Die hohe Fluktuation wurde aus meiner Sicht nicht ausreichend intern reflektiert oder aufgearbeitet. Kritische Rückmeldungen wurden häufig relativiert statt konstruktiv genutzt. Zudem entstand bei mir der Eindruck, dass mit öffentlichem Feedback und Bewertungen nicht immer offen und transparent umgegangen wurde, was die Glaubwürdigkeit der Außendarstellung für mich eingeschränkt hat.

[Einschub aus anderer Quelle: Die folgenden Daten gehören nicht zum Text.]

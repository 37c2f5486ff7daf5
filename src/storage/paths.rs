//! Local path layout for mirrored documents
//!
//! Documents are stored under `{host}/{url path}`. Pages and leaves can
//! additionally be bucketed ("formatted") so no single directory collects
//! millions of files. Bucketing only changes where a document is stored,
//! never which URL is requested.

use crate::catalog::{LeafRef, Timestamp};
use std::path::PathBuf;
use url::Url;

/// Number of consecutive pages sharing one bucket directory
pub const PAGE_BUCKET_SIZE: u64 = 500;

/// Maps catalog pages and leaves to storage paths
#[derive(Debug, Clone, Copy, Default, PartialEq, Eq)]
pub struct PathFormatter {
    formatted: bool,
}

impl PathFormatter {
    /// Creates a formatter; `format_paths` enables bucketed layouts
    pub fn new(format_paths: bool) -> Self {
        Self {
            formatted: format_paths,
        }
    }

    /// Path of page N relative to the catalog directory
    ///
    /// Flat: `page{N}.json`. Formatted: `page{start}-page{end}/page{N}.json`
    /// with buckets of `PAGE_BUCKET_SIZE` pages.
    pub fn format_page_path(&self, page_index: u64) -> PathBuf {
        let file_name = format!("page{}.json", page_index);
        if !self.formatted {
            return PathBuf::from(file_name);
        }

        let start = page_index / PAGE_BUCKET_SIZE * PAGE_BUCKET_SIZE;
        let end = start + PAGE_BUCKET_SIZE - 1;
        let mut path = PathBuf::from(format!("page{}-page{}", start, end));
        path.push(file_name);
        path
    }

    /// Path of a leaf relative to the catalog directory
    ///
    /// Flat: `yyyy.MM.dd.HH.mm.ss/{id}.{version}.json`. Formatted:
    /// `yyyy/MM/dd/HH/mm.ss/{id}.{version}.json`. The timestamp is taken in
    /// UTC; id and version are lower-cased like the feed's own URLs.
    pub fn format_leaf_path(&self, commit_timestamp: &Timestamp, id: &str, version: &str) -> PathBuf {
        let utc = commit_timestamp.to_utc();
        let file_name = format!(
            "{}.{}.json",
            id.to_lowercase(),
            version.to_lowercase()
        );

        let mut path = PathBuf::new();
        if self.formatted {
            path.push(utc.format("%Y").to_string());
            path.push(utc.format("%m").to_string());
            path.push(utc.format("%d").to_string());
            path.push(utc.format("%H").to_string());
            path.push(utc.format("%M.%S").to_string());
        } else {
            path.push(utc.format("%Y.%m.%d.%H.%M.%S").to_string());
        }
        path.push(file_name);
        path
    }

    /// Storage path of a catalog page, relative to the data directory
    ///
    /// Page URLs not ending in `page{N}.json` are stored verbatim.
    pub fn page_path(&self, url: &Url) -> PathBuf {
        let (mut directory, file_name) = split_url(url);
        match file_name.as_deref().and_then(parse_page_index) {
            Some(index) => {
                directory.push(self.format_page_path(index));
                directory
            }
            None => resource_path(url),
        }
    }

    /// Storage path of a leaf document, relative to the data directory
    ///
    /// The leaf URL's last two segments (timestamp directory and file name)
    /// are replaced by `format_leaf_path`.
    pub fn leaf_path(&self, url: &Url, leaf: &LeafRef) -> PathBuf {
        let segments = path_segments(url);
        let keep = segments.len().saturating_sub(2);

        let mut path = PathBuf::from(host_of(url));
        for segment in &segments[..keep] {
            path.push(segment);
        }
        path.push(self.format_leaf_path(&leaf.commit_timestamp, &leaf.id, &leaf.version));
        path
    }
}

/// Storage path of a document stored verbatim, relative to the data directory
pub fn resource_path(url: &Url) -> PathBuf {
    let mut path = PathBuf::from(host_of(url));
    for segment in path_segments(url) {
        path.push(segment);
    }
    path
}

/// Directory of a resource, `/`-separated, used to key cursors
///
/// `https://api.nuget.org/v3/catalog0/index.json` → `api.nuget.org/v3/catalog0`
pub fn resource_directory(url: &Url) -> String {
    let segments = path_segments(url);
    let keep = segments.len().saturating_sub(1);

    let mut parts = vec![host_of(url)];
    parts.extend(segments[..keep].iter().cloned());
    parts.join("/")
}

/// Parses the page number out of a `page{N}.json` file name
pub fn parse_page_index(file_name: &str) -> Option<u64> {
    let digits = file_name.strip_prefix("page")?.strip_suffix(".json")?;
    if digits.is_empty() || !digits.chars().all(|c| c.is_ascii_digit()) {
        return None;
    }
    digits.parse().ok()
}

fn host_of(url: &Url) -> String {
    url.host_str().unwrap_or("localhost").to_string()
}

/// Non-empty, non-traversing path segments of a URL
fn path_segments(url: &Url) -> Vec<String> {
    url.path_segments()
        .map(|segments| {
            segments
                .filter(|s| !s.is_empty() && *s != "." && *s != "..")
                .map(str::to_string)
                .collect()
        })
        .unwrap_or_default()
}

/// Splits a URL into `{host}/{directories}` and its final segment
fn split_url(url: &Url) -> (PathBuf, Option<String>) {
    let mut segments = path_segments(url);
    let file_name = segments.pop();

    let mut directory = PathBuf::from(host_of(url));
    for segment in segments {
        directory.push(segment);
    }
    (directory, file_name)
}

Das Arbeitsklima war stark von Druck, emotionalen Ausbrüchen und einem wenig wertschätzenden Umgang geprägt. Öffentliche Kritik und unangemessene Kommentare belasteten die Zusammenarbeit. Der Kollegenzusammenhalt war grundsätzlich vorhanden, zeigte sich in schwierigen Situationen jedoch nur eingeschränkt.
Innerhalb des Teams wird neuen Mitarbeitenden meist geholfen, sich zurechtzufinden und auf die Arbeitsrealität vorzubereiten. Unter externen bzw. freien Teams ist das Unternehmen in Teilen bereits für seine Arbeitsbedingungen und Abläufe bekannt, was zu einem eher geteilten Ruf führt
Überstunden waren regelmäßig Teil des Arbeitsalltags, was in der Branche zwar nicht unüblich ist, jedoch zusätzlich durch die hohe Projektdichte verstärkt wurde. Der Ausgleich von Mehrarbeit war dadurch nur eingeschränkt möglich. Zudem entstand durch verschiedene Kontrollmechanismen der Eindruck eines geringen Vertrauens seitens der Führungsebene, was die wahrgenommene Flexibilität und Eigenverantwortung weiter einschränkte.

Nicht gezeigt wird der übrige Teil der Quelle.